> **WHAT YOU HAVE TO DO**:
Output the records, every one, exactly as given.

SUPPLIED INFORMATION Block Start

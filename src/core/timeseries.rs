//! Field names understood by the fundamentals-timeseries endpoint.
//!
//! Each requested type is a frequency prefix followed by a field name, e.g.
//! `quarterlyTotalRevenue`.

use crate::core::YfError;
use crate::core::models::{Frequency, Statement};

const INCOME_STATEMENT: &[&str] = &[
    "TotalRevenue",
    "OperatingRevenue",
    "CostOfRevenue",
    "GrossProfit",
    "OperatingExpense",
    "SellingGeneralAndAdministration",
    "ResearchAndDevelopment",
    "OperatingIncome",
    "NetInterestIncome",
    "InterestExpense",
    "InterestIncome",
    "OtherIncomeExpense",
    "PretaxIncome",
    "TaxProvision",
    "NetIncome",
    "NetIncomeCommonStockholders",
    "DilutedEPS",
    "BasicEPS",
    "DilutedAverageShares",
    "BasicAverageShares",
    "TotalExpenses",
    "EBIT",
    "EBITDA",
    "NormalizedEBITDA",
    "ReconciledDepreciation",
];

const BALANCE_SHEET: &[&str] = &[
    "TotalAssets",
    "CurrentAssets",
    "CashAndCashEquivalents",
    "CashCashEquivalentsAndShortTermInvestments",
    "Receivables",
    "Inventory",
    "TotalNonCurrentAssets",
    "NetPPE",
    "Goodwill",
    "TotalLiabilitiesNetMinorityInterest",
    "CurrentLiabilities",
    "AccountsPayable",
    "CurrentDebt",
    "LongTermDebt",
    "TotalDebt",
    "NetDebt",
    "StockholdersEquity",
    "CommonStockEquity",
    "RetainedEarnings",
    "WorkingCapital",
    "TangibleBookValue",
    "InvestedCapital",
    "OrdinarySharesNumber",
    "ShareIssued",
];

const CASH_FLOW: &[&str] = &[
    "OperatingCashFlow",
    "InvestingCashFlow",
    "FinancingCashFlow",
    "FreeCashFlow",
    "CapitalExpenditure",
    "BeginningCashPosition",
    "EndCashPosition",
    "ChangesInCash",
    "IssuanceOfDebt",
    "RepaymentOfDebt",
    "RepurchaseOfCapitalStock",
    "CashDividendsPaid",
    "StockBasedCompensation",
    "DepreciationAndAmortization",
    "ChangeInWorkingCapital",
    "NetIncomeFromContinuingOperations",
];

/// Field names (without frequency prefix) that make up `statement`.
#[must_use]
pub const fn fields(statement: Statement) -> &'static [&'static str] {
    match statement {
        Statement::IncomeStatement => INCOME_STATEMENT,
        Statement::BalanceSheet => BALANCE_SHEET,
        Statement::CashFlow => CASH_FLOW,
    }
}

/// Comma-joined, frequency-prefixed types for a whole statement.
///
/// # Errors
///
/// Balance sheets have no trailing figures; asking for one is
/// [`YfError::InvalidParams`].
pub fn statement_types(frequency: Frequency, statement: Statement) -> Result<String, YfError> {
    if statement == Statement::BalanceSheet && frequency == Frequency::Trailing {
        return Err(YfError::InvalidParams(
            "frequency \"trailing\" is not available for the balance sheet".into(),
        ));
    }
    Ok(fields(statement)
        .iter()
        .map(|f| format!("{}{f}", frequency.as_str()))
        .collect::<Vec<_>>()
        .join(","))
}

/// Validate a comma-separated list of prefixed types, returning it trimmed
/// and without repeats.
///
/// # Errors
///
/// Returns [`YfError::InvalidParams`] for an empty list or any unknown type.
pub fn normalize_types(csv: &str) -> Result<String, YfError> {
    let mut out: Vec<&str> = Vec::new();
    for item in csv.split(',').map(str::trim).filter(|s| !s.is_empty()) {
        if !is_known(item) {
            return Err(YfError::InvalidParams(format!("invalid timeseries type {item:?}")));
        }
        if !out.contains(&item) {
            out.push(item);
        }
    }
    if out.is_empty() {
        return Err(YfError::InvalidParams("no timeseries types given".into()));
    }
    Ok(out.join(","))
}

fn is_known(item: &str) -> bool {
    Frequency::ALL.iter().any(|freq| {
        item.strip_prefix(freq.as_str()).is_some_and(|field| {
            Statement::ALL
                .iter()
                .filter(|s| !(**s == Statement::BalanceSheet && *freq == Frequency::Trailing))
                .any(|s| fields(*s).contains(&field))
        })
    })
}
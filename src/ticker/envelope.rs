//! Unwrapping Yahoo's response envelopes, shared by the async and blocking facades.

use serde_json::Value;

use crate::core::{QuoteSummaryModule, YfError};

pub(crate) const CHART: &str = "/chart/result/0";
pub(crate) const QUOTE: &str = "/quoteResponse/result/0";
pub(crate) const QUOTES: &str = "/quoteResponse/result";
pub(crate) const QUOTE_TYPE: &str = "/quoteType/result/0";
pub(crate) const QUOTE_TYPES: &str = "/quoteType/result";
pub(crate) const QUOTE_SUMMARY: &str = "/quoteSummary/result/0";
pub(crate) const TIMESERIES: &str = "/timeseries/result";
pub(crate) const OPTIONS: &str = "/optionChain/result/0";
pub(crate) const FINANCE: &str = "/finance/result/0";

/// Move the value at `pointer` out of `body`.
///
/// A missing or `null` value is [`YfError::MissingData`], carrying Yahoo's
/// own error description when the envelope has one.
pub(crate) fn take(mut body: Value, pointer: &str) -> Result<Value, YfError> {
    match body.pointer_mut(pointer).map(Value::take) {
        Some(v) if !v.is_null() => Ok(v),
        _ => Err(YfError::MissingData(match yahoo_error(&body) {
            Some(desc) => format!("{pointer}: {desc}"),
            None => format!("{pointer} not found in response"),
        })),
    }
}

/// Like [`take`], for envelopes whose payload is a list.
pub(crate) fn take_list(body: Value, pointer: &str) -> Result<Vec<Value>, YfError> {
    match take(body, pointer)? {
        Value::Array(items) => Ok(items),
        _ => Err(YfError::MissingData(format!("{pointer} is not a list"))),
    }
}

/// One module out of a `quoteSummary` result. Modules that only wrap a list
/// yield the list itself.
pub(crate) fn summary_module(body: Value, module: QuoteSummaryModule) -> Result<Value, YfError> {
    let mut pointer = format!("{QUOTE_SUMMARY}/{}", module.as_str());
    if let Some(key) = list_key(module) {
        pointer.push('/');
        pointer.push_str(key);
    }
    take(body, &pointer)
}

const fn list_key(module: QuoteSummaryModule) -> Option<&'static str> {
    use QuoteSummaryModule as M;
    match module {
        M::UpgradeDowngradeHistory | M::EarningsHistory => Some("history"),
        M::InstitutionOwnership | M::FundOwnership => Some("ownershipList"),
        M::InsiderTransactions => Some("transactions"),
        M::InsiderHolders => Some("holders"),
        M::EarningsTrend | M::RecommendationTrend => Some("trend"),
        _ => None,
    }
}

fn yahoo_error(body: &Value) -> Option<&str> {
    body.as_object()?
        .values()
        .find_map(|v| v.pointer("/error/description"))
        .and_then(Value::as_str)
}

/// Invokes `$callback!` with every named `quoteSummary` accessor.
macro_rules! summary_accessors {
    ($callback:ident) => {
        $callback! {
            asset_profile => AssetProfile,
            summary_profile => SummaryProfile,
            summary_detail => SummaryDetail,
            price => Price,
            default_key_statistics => DefaultKeyStatistics,
            financial_data => FinancialData,
            calendar_events => CalendarEvents,
            sec_filings => SecFilings,
            upgrade_downgrade_history => UpgradeDowngradeHistory,
            institution_ownership => InstitutionOwnership,
            fund_ownership => FundOwnership,
            major_direct_holders => MajorDirectHolders,
            major_holders_breakdown => MajorHoldersBreakdown,
            insider_transactions => InsiderTransactions,
            insider_holders => InsiderHolders,
            net_share_purchase_activity => NetSharePurchaseActivity,
            earnings => Earnings,
            earnings_history => EarningsHistory,
            earnings_trend => EarningsTrend,
            industry_trend => IndustryTrend,
            index_trend => IndexTrend,
            sector_trend => SectorTrend,
            recommendation_trend => RecommendationTrend,
            page_views => PageViews,
        }
    };
}
pub(crate) use summary_accessors;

SUPPLIED INFORMATION Block End

> **ANSWER FOR THIS EXERCISE**:
filename src/core/timeseries.rs
//! Field names understood by the fundamentals-timeseries endpoint.
//!
//! Each requested type is a frequency prefix followed by a field name, e.g.
//! `quarterlyTotalRevenue`.

use crate::core::YfError;
use crate::core::models::{Frequency, Statement};

const INCOME_STATEMENT: &[&str] = &[
    "TotalRevenue",
    "OperatingRevenue",
    "CostOfRevenue",
    "GrossProfit",
    "OperatingExpense",
    "SellingGeneralAndAdministration",
    "ResearchAndDevelopment",
    "OperatingIncome",
    "NetInterestIncome",
    "InterestExpense",
    "InterestIncome",
    "OtherIncomeExpense",
    "PretaxIncome",
    "TaxProvision",
    "NetIncome",
    "NetIncomeCommonStockholders",
    "DilutedEPS",
    "BasicEPS",
    "DilutedAverageShares",
    "BasicAverageShares",
    "TotalExpenses",
    "EBIT",
    "EBITDA",
    "NormalizedEBITDA",
    "ReconciledDepreciation",
];

const BALANCE_SHEET: &[&str] = &[
    "TotalAssets",
    "CurrentAssets",
    "CashAndCashEquivalents",
    "CashCashEquivalentsAndShortTermInvestments",
    "Receivables",
    "Inventory",
    "TotalNonCurrentAssets",
    "NetPPE",
    "Goodwill",
    "TotalLiabilitiesNetMinorityInterest",
    "CurrentLiabilities",
    "AccountsPayable",
    "CurrentDebt",
    "LongTermDebt",
    "TotalDebt",
    "NetDebt",
    "StockholdersEquity",
    "CommonStockEquity",
    "RetainedEarnings",
    "WorkingCapital",
    "TangibleBookValue",
    "InvestedCapital",
    "OrdinarySharesNumber",
    "ShareIssued",
];

const CASH_FLOW: &[&str] = &[
    "OperatingCashFlow",
    "InvestingCashFlow",
    "FinancingCashFlow",
    "FreeCashFlow",
    "CapitalExpenditure",
    "BeginningCashPosition",
    "EndCashPosition",
    "ChangesInCash",
    "IssuanceOfDebt",
    "RepaymentOfDebt",
    "RepurchaseOfCapitalStock",
    "CashDividendsPaid",
    "StockBasedCompensation",
    "DepreciationAndAmortization",
    "ChangeInWorkingCapital",
    "NetIncomeFromContinuingOperations",
];

/// Field names (without frequency prefix) that make up `statement`.
#[must_use]
pub const fn fields(statement: Statement) -> &'static [&'static str] {
    match statement {
        Statement::IncomeStatement => INCOME_STATEMENT,
        Statement::BalanceSheet => BALANCE_SHEET,
        Statement::CashFlow => CASH_FLOW,
    }
}

/// Comma-joined, frequency-prefixed types for a whole statement.
///
/// # Errors
///
/// Balance sheets have no trailing figures; asking for one is
/// [`YfError::InvalidParams`].
pub fn statement_types(frequency: Frequency, statement: Statement) -> Result<String, YfError> {
    if statement == Statement::BalanceSheet && frequency == Frequency::Trailing {
        return Err(YfError::InvalidParams(
            "frequency \"trailing\" is not available for the balance sheet".into(),
        ));
    }
    Ok(fields(statement)
        .iter()
        .map(|f| format!("{}{f}", frequency.as_str()))
        .collect::<Vec<_>>()
        .join(","))
}

/// Validate a comma-separated list of prefixed types, returning it trimmed
/// and without repeats.
///
/// # Errors
///
/// Returns [`YfError::InvalidParams`] for an empty list or any unknown type.
pub fn normalize_types(csv: &str) -> Result<String, YfError> {
    let mut out: Vec<&str> = Vec::new();
    for item in csv.split(',').map(str::trim).filter(|s| !s.is_empty()) {
        if !is_known(item) {
            return Err(YfError::InvalidParams(format!("invalid timeseries type {item:?}")));
        }
        if !out.contains(&item) {
            out.push(item);
        }
    }
    if out.is_empty() {
        return Err(YfError::InvalidParams("no timeseries types given".into()));
    }
    Ok(out.join(","))
}

fn is_known(item: &str) -> bool {
    Frequency::ALL.iter().any(|freq| {
        item.strip_prefix(freq.as_str()).is_some_and(|field| {
            Statement::ALL
                .iter()
                .filter(|s| !(**s == Statement::BalanceSheet && *freq == Frequency::Trailing))
                .any(|s| fields(*s).contains(&field))
        })
    })
}
filename src/ticker/envelope.rs
//! Unwrapping Yahoo's response envelopes, shared by the async and blocking facades.

use serde_json::Value;

use crate::core::{QuoteSummaryModule, YfError};

pub(crate) const CHART: &str = "/chart/result/0";
pub(crate) const QUOTE: &str = "/quoteResponse/result/0";
pub(crate) const QUOTES: &str = "/quoteResponse/result";
pub(crate) const QUOTE_TYPE: &str = "/quoteType/result/0";
pub(crate) const QUOTE_TYPES: &str = "/quoteType/result";
pub(crate) const QUOTE_SUMMARY: &str = "/quoteSummary/result/0";
pub(crate) const TIMESERIES: &str = "/timeseries/result";
pub(crate) const OPTIONS: &str = "/optionChain/result/0";
pub(crate) const FINANCE: &str = "/finance/result/0";

/// Move the value at `pointer` out of `body`.
///
/// A missing or `null` value is [`YfError::MissingData`], carrying Yahoo's
/// own error description when the envelope has one.
pub(crate) fn take(mut body: Value, pointer: &str) -> Result<Value, YfError> {
    match body.pointer_mut(pointer).map(Value::take) {
        Some(v) if !v.is_null() => Ok(v),
        _ => Err(YfError::MissingData(match yahoo_error(&body) {
            Some(desc) => format!("{pointer}: {desc}"),
            None => format!("{pointer} not found in response"),
        })),
    }
}

/// Like [`take`], for envelopes whose payload is a list.
pub(crate) fn take_list(body: Value, pointer: &str) -> Result<Vec<Value>, YfError> {
    match take(body, pointer)? {
        Value::Array(items) => Ok(items),
        _ => Err(YfError::MissingData(format!("{pointer} is not a list"))),
    }
}

/// One module out of a `quoteSummary` result. Modules that only wrap a list
/// yield the list itself.
pub(crate) fn summary_module(body: Value, module: QuoteSummaryModule) -> Result<Value, YfError> {
    let mut pointer = format!("{QUOTE_SUMMARY}/{}", module.as_str());
    if let Some(key) = list_key(module) {
        pointer.push('/');
        pointer.push_str(key);
    }
    take(body, &pointer)
}

const fn list_key(module: QuoteSummaryModule) -> Option<&'static str> {
    use QuoteSummaryModule as M;
    match module {
        M::UpgradeDowngradeHistory | M::EarningsHistory => Some("history"),
        M::InstitutionOwnership | M::FundOwnership => Some("ownershipList"),
        M::InsiderTransactions => Some("transactions"),
        M::InsiderHolders => Some("holders"),
        M::EarningsTrend | M::RecommendationTrend => Some("trend"),
        _ => None,
    }
}

fn yahoo_error(body: &Value) -> Option<&str> {
    body.as_object()?
        .values()
        .find_map(|v| v.pointer("/error/description"))
        .and_then(Value::as_str)
}

/// Invokes `$callback!` with every named `quoteSummary` accessor.
macro_rules! summary_accessors {
    ($callback:ident) => {
        $callback! {
            asset_profile => AssetProfile,
            summary_profile => SummaryProfile,
            summary_detail => SummaryDetail,
            price => Price,
            default_key_statistics => DefaultKeyStatistics,
            financial_data => FinancialData,
            calendar_events => CalendarEvents,
            sec_filings => SecFilings,
            upgrade_downgrade_history => UpgradeDowngradeHistory,
            institution_ownership => InstitutionOwnership,
            fund_ownership => FundOwnership,
            major_direct_holders => MajorDirectHolders,
            major_holders_breakdown => MajorHoldersBreakdown,
            insider_transactions => InsiderTransactions,
            insider_holders => InsiderHolders,
            net_share_purchase_activity => NetSharePurchaseActivity,
            earnings => Earnings,
            earnings_history => EarningsHistory,
            earnings_trend => EarningsTrend,
            industry_trend => IndustryTrend,
            index_trend => IndexTrend,
            sector_trend => SectorTrend,
            recommendation_trend => RecommendationTrend,
            page_views => PageViews,
        }
    };
}
pub(crate) use summary_accessors;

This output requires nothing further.